WHAT THE EXERCISE ASKS:
Filter these entries so that only lines with the word "crate" remain.

++++ MATERIAL SUPPLIED

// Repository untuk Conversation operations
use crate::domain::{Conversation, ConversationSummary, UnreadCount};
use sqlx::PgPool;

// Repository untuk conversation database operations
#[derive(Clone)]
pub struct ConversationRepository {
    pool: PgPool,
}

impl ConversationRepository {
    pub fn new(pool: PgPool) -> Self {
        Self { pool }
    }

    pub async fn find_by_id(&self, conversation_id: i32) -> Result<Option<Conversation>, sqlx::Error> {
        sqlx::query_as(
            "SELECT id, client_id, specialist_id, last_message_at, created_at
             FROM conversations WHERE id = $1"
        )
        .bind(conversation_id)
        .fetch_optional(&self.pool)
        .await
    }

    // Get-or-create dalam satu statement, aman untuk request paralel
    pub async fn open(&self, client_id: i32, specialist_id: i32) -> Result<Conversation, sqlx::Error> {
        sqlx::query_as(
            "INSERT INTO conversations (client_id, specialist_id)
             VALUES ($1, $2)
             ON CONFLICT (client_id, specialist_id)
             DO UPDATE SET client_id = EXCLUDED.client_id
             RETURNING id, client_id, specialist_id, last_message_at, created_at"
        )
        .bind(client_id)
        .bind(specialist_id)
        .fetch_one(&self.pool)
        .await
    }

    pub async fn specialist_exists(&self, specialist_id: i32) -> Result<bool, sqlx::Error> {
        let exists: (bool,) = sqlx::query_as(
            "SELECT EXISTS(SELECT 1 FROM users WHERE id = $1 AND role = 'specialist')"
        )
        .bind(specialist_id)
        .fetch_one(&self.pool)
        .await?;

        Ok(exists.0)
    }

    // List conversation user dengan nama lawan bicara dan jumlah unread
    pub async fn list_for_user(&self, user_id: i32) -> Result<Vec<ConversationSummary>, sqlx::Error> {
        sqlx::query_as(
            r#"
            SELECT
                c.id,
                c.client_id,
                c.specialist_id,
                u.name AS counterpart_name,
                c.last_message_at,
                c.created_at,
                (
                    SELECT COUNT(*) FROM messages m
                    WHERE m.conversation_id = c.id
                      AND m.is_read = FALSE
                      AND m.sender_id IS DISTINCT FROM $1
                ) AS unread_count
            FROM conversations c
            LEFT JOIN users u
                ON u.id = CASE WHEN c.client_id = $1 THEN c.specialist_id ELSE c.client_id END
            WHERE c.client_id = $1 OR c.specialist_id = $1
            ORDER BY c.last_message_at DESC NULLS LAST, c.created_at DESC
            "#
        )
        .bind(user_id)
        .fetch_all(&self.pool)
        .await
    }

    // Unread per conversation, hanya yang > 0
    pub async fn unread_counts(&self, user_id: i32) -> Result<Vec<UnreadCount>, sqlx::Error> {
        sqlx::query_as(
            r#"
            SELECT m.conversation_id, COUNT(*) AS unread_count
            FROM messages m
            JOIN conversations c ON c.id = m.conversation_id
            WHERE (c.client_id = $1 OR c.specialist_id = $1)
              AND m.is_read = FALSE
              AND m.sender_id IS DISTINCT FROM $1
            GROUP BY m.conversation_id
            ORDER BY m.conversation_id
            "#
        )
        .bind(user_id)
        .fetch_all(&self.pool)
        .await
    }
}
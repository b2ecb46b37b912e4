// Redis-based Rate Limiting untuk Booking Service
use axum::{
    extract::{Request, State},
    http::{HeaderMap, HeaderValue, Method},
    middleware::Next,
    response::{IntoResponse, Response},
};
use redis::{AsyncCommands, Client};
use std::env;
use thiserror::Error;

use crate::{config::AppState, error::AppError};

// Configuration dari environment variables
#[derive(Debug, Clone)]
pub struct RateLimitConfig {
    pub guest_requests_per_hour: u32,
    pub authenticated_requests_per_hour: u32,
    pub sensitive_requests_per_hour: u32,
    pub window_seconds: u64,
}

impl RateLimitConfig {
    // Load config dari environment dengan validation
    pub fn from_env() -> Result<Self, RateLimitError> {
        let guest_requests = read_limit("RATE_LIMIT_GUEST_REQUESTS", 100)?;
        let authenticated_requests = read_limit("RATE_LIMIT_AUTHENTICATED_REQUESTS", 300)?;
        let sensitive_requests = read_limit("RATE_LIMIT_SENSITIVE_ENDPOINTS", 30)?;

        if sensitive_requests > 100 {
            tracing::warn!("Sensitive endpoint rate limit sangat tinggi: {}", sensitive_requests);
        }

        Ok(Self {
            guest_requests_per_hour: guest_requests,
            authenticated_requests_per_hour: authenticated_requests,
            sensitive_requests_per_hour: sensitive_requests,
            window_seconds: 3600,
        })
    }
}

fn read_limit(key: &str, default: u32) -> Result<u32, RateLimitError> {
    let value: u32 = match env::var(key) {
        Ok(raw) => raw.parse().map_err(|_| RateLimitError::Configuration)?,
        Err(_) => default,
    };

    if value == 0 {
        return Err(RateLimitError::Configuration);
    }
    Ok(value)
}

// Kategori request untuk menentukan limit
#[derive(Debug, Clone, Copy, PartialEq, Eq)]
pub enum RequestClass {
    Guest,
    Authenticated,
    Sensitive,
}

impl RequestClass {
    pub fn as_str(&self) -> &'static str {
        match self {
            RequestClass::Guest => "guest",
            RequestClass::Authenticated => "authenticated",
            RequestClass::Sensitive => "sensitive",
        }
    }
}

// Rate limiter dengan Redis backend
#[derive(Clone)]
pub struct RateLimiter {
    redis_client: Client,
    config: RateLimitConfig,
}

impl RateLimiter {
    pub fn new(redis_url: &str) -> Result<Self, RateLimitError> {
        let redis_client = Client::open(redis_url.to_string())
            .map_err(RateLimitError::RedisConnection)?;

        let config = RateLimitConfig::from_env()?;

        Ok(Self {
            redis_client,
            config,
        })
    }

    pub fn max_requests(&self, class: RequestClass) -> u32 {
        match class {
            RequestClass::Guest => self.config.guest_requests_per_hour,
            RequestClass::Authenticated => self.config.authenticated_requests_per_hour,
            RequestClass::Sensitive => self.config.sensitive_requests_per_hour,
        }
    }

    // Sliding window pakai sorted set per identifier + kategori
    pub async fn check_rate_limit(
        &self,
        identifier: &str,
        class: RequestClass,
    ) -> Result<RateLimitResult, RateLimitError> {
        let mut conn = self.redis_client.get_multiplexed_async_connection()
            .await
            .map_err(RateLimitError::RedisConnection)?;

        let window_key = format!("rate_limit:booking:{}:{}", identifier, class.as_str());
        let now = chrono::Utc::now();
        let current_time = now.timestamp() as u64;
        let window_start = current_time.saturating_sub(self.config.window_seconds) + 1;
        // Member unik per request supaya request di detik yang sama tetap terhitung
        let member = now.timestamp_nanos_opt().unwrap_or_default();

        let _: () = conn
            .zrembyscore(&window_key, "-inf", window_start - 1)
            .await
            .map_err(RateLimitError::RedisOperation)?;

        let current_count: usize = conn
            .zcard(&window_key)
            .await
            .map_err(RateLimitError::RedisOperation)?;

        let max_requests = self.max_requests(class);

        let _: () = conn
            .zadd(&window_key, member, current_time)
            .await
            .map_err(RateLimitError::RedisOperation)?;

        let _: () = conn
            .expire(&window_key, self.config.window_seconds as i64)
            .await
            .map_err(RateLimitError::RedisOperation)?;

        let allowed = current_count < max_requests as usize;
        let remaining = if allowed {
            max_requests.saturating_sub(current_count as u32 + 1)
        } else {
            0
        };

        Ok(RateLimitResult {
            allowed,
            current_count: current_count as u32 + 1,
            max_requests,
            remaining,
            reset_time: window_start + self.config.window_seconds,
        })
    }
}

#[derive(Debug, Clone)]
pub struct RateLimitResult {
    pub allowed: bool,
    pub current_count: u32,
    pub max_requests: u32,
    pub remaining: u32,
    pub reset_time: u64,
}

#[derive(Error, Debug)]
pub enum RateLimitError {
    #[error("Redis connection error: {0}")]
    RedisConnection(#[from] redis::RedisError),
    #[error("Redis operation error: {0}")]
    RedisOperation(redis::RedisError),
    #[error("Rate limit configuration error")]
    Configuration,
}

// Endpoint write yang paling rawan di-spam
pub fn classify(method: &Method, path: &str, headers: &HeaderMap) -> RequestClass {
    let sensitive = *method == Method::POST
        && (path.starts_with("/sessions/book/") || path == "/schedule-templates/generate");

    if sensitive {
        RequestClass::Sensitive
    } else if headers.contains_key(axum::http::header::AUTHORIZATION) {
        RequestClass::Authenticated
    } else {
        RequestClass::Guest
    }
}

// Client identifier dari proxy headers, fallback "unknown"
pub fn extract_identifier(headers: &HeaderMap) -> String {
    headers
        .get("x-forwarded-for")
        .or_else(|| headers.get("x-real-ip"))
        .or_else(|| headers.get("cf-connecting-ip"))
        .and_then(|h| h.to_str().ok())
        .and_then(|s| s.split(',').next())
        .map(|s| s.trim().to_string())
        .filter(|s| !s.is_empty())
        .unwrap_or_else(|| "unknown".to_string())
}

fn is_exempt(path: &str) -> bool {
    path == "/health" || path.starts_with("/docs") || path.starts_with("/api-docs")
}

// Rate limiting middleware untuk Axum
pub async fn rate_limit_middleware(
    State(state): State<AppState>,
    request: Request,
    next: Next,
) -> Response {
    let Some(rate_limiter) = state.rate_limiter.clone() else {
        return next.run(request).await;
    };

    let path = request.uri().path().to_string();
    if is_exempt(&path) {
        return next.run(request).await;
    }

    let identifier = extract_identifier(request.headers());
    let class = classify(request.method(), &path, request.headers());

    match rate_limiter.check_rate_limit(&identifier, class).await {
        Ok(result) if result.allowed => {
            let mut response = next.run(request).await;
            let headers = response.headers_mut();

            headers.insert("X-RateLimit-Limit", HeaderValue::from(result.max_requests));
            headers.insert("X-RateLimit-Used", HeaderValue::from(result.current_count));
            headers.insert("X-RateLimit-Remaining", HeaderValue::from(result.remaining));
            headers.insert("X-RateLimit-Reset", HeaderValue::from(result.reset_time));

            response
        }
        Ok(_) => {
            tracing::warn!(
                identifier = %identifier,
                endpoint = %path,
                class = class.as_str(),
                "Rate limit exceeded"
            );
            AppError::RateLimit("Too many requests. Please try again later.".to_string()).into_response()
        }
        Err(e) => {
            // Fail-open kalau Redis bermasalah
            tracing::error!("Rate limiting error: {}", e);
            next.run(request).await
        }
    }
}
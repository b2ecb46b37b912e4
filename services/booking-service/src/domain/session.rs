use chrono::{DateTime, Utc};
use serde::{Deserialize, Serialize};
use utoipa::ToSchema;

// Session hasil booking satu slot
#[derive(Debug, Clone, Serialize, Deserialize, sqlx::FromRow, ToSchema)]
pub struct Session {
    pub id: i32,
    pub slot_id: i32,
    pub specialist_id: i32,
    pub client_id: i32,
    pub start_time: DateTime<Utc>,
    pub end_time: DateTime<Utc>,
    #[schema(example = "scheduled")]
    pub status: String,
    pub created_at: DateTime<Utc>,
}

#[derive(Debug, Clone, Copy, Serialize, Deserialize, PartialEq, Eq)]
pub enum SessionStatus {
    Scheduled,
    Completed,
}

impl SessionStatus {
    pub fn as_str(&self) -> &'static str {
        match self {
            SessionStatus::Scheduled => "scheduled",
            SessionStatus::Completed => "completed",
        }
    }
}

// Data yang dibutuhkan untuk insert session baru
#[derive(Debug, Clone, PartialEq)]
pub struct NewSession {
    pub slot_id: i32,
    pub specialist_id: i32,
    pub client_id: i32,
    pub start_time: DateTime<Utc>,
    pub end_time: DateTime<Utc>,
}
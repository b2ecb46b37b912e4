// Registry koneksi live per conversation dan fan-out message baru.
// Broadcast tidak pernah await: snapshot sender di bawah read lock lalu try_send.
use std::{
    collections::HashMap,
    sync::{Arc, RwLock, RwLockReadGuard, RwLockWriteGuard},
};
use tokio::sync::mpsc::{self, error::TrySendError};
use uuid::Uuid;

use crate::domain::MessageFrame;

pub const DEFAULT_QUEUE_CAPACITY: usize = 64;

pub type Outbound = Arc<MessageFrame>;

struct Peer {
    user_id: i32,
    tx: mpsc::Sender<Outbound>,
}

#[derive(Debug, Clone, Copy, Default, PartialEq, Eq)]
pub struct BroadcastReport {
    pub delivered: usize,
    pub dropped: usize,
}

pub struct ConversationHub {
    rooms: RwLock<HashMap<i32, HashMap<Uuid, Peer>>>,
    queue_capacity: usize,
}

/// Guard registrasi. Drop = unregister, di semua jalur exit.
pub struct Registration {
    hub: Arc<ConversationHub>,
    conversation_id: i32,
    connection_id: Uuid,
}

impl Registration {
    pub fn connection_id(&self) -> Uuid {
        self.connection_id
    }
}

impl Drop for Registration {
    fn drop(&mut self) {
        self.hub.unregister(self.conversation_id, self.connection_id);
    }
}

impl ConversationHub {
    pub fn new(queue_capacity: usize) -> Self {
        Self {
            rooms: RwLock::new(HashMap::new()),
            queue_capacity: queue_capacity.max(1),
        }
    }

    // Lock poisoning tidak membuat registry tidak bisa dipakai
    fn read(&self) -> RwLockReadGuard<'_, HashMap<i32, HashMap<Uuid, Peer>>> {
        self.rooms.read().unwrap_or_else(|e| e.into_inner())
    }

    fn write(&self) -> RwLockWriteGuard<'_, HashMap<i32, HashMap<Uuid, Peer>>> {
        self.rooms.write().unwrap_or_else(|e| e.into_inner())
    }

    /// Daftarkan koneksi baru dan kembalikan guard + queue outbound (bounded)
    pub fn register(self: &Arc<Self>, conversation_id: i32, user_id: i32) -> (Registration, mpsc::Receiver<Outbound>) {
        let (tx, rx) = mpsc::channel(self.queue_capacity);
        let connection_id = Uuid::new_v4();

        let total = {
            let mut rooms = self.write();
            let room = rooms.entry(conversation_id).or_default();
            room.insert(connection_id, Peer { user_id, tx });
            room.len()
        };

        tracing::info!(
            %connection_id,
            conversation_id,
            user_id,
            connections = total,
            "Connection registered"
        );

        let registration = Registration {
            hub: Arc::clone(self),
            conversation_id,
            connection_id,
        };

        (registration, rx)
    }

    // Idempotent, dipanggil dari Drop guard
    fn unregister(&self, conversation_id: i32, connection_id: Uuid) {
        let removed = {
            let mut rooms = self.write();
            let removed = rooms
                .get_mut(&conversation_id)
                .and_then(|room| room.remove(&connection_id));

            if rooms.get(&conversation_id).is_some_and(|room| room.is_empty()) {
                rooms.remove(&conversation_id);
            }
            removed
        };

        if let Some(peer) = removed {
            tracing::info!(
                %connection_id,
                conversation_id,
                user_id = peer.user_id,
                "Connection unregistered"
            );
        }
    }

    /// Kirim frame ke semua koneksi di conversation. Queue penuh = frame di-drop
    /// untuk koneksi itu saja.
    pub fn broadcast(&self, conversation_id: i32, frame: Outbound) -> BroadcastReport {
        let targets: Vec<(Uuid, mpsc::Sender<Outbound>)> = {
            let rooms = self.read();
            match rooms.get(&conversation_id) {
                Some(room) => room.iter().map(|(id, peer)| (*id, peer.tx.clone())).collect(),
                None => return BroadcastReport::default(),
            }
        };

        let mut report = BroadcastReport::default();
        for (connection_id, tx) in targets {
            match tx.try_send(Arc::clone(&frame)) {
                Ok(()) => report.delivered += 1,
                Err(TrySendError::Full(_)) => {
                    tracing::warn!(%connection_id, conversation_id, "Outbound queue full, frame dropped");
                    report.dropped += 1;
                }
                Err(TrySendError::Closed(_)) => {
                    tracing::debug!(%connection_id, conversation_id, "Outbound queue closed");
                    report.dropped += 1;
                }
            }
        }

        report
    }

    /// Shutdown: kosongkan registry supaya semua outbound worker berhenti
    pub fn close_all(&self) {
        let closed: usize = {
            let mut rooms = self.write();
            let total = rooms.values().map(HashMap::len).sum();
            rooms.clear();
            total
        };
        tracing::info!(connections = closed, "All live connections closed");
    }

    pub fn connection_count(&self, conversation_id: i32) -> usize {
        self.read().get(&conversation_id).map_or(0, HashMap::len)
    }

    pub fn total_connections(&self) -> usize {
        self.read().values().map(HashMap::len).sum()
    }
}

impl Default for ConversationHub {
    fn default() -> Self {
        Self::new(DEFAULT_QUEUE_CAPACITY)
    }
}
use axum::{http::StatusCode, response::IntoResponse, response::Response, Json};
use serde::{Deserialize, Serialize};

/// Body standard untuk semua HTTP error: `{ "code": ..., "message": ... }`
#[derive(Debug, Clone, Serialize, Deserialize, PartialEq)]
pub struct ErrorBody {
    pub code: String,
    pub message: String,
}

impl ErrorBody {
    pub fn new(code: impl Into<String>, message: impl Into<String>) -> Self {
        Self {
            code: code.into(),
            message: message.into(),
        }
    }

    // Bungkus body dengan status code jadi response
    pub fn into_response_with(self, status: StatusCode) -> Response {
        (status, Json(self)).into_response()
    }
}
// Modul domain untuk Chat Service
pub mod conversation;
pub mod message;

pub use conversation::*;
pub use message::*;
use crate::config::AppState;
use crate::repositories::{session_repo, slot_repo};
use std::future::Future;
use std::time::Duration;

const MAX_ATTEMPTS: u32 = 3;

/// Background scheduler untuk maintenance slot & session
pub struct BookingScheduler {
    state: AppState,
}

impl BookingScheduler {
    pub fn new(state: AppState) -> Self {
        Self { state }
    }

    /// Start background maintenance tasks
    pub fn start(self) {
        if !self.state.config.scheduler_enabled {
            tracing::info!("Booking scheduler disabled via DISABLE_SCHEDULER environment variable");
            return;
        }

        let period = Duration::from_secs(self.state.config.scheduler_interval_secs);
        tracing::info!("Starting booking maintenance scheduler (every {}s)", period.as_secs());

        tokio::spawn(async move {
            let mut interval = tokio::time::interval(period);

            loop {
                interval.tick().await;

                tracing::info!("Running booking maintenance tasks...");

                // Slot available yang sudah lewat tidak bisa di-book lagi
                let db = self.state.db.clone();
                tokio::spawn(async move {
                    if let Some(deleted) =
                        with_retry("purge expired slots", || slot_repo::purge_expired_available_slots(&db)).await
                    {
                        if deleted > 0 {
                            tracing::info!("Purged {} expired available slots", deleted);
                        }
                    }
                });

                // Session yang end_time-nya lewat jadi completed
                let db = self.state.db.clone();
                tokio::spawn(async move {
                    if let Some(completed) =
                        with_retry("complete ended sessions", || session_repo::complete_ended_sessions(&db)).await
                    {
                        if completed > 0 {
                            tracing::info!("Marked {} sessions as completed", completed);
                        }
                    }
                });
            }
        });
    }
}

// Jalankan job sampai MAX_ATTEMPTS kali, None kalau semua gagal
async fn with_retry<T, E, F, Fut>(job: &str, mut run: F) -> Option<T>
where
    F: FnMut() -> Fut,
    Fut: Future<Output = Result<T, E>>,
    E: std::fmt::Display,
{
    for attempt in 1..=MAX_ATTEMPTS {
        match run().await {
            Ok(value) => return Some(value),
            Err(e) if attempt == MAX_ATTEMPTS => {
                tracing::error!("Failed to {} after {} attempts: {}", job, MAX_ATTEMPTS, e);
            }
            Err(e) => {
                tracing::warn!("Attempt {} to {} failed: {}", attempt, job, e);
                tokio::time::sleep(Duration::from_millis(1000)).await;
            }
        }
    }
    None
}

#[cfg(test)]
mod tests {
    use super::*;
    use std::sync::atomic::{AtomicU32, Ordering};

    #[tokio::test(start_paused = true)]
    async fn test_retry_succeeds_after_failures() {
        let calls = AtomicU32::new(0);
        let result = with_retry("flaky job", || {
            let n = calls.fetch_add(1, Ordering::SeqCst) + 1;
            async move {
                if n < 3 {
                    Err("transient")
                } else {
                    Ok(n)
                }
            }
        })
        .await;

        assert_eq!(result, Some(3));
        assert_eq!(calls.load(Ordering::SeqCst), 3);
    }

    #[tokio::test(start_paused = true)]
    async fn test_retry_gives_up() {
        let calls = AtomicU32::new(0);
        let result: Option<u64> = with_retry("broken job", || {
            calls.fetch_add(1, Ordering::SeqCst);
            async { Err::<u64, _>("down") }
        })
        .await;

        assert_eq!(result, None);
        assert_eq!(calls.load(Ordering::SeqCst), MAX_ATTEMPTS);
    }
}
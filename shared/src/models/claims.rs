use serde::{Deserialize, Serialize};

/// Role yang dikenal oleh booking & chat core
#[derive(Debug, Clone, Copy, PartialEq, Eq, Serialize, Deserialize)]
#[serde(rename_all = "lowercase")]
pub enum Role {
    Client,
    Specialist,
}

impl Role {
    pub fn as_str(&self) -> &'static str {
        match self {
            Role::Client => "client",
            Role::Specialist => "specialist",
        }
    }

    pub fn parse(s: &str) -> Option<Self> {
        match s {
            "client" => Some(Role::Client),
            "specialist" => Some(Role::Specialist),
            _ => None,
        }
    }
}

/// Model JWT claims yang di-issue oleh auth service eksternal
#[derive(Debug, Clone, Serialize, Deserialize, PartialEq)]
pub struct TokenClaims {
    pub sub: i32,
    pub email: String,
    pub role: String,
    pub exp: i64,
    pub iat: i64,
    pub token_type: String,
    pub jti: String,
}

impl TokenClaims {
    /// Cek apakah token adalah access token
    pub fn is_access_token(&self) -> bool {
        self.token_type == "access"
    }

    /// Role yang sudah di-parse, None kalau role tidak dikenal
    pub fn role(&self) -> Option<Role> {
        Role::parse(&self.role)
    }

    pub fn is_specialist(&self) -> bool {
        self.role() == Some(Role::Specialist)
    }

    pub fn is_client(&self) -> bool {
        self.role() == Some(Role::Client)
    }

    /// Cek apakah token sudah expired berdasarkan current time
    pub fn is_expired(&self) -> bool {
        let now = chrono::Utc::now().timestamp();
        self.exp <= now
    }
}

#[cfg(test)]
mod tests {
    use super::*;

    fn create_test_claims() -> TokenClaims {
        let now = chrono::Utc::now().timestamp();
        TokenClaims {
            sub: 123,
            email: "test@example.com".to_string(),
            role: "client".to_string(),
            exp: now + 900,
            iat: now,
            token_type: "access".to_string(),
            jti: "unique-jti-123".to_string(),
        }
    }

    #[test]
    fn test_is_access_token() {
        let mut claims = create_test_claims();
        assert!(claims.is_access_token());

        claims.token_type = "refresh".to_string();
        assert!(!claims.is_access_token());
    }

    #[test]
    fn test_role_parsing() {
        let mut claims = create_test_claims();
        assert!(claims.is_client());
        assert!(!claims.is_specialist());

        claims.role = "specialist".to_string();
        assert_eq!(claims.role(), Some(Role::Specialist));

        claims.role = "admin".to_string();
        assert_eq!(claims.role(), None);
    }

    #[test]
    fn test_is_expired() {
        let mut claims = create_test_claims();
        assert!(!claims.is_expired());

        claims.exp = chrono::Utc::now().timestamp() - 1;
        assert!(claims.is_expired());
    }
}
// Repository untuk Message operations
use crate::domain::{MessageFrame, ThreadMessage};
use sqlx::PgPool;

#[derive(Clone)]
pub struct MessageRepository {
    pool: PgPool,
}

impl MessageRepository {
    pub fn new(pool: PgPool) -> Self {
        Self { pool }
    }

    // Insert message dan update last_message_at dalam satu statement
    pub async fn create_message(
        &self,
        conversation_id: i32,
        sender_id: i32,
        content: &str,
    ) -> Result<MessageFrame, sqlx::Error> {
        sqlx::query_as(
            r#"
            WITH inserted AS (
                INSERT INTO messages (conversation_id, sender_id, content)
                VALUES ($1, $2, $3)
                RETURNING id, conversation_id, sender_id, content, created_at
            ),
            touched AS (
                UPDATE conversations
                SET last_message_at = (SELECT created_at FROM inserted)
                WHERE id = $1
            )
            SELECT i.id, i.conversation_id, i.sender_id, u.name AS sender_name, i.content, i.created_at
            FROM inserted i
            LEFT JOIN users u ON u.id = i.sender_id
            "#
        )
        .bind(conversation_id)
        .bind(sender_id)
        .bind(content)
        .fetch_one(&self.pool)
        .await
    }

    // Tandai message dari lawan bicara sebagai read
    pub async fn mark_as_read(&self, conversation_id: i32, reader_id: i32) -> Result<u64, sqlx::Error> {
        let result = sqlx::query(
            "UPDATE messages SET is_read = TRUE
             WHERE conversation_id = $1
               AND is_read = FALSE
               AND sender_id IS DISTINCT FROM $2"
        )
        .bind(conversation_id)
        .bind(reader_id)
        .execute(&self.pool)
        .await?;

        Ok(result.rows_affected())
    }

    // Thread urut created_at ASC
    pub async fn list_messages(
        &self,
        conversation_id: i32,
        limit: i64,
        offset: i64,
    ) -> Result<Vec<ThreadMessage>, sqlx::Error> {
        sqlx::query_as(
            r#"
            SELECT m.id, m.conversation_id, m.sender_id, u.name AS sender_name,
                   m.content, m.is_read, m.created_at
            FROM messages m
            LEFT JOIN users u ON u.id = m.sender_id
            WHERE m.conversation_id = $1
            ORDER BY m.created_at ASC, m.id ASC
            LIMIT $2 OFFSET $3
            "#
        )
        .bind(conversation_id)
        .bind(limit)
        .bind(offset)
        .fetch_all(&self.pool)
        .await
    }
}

++++++++

EXERCISE ANSWER:
use crate::domain::{Conversation, ConversationSummary, UnreadCount};
use crate::{config::AppState, error::AppError};
use crate::domain::MessageFrame;
use crate::config::AppState;
use crate::repositories::{session_repo, slot_repo};
use crate::domain::{MessageFrame, ThreadMessage};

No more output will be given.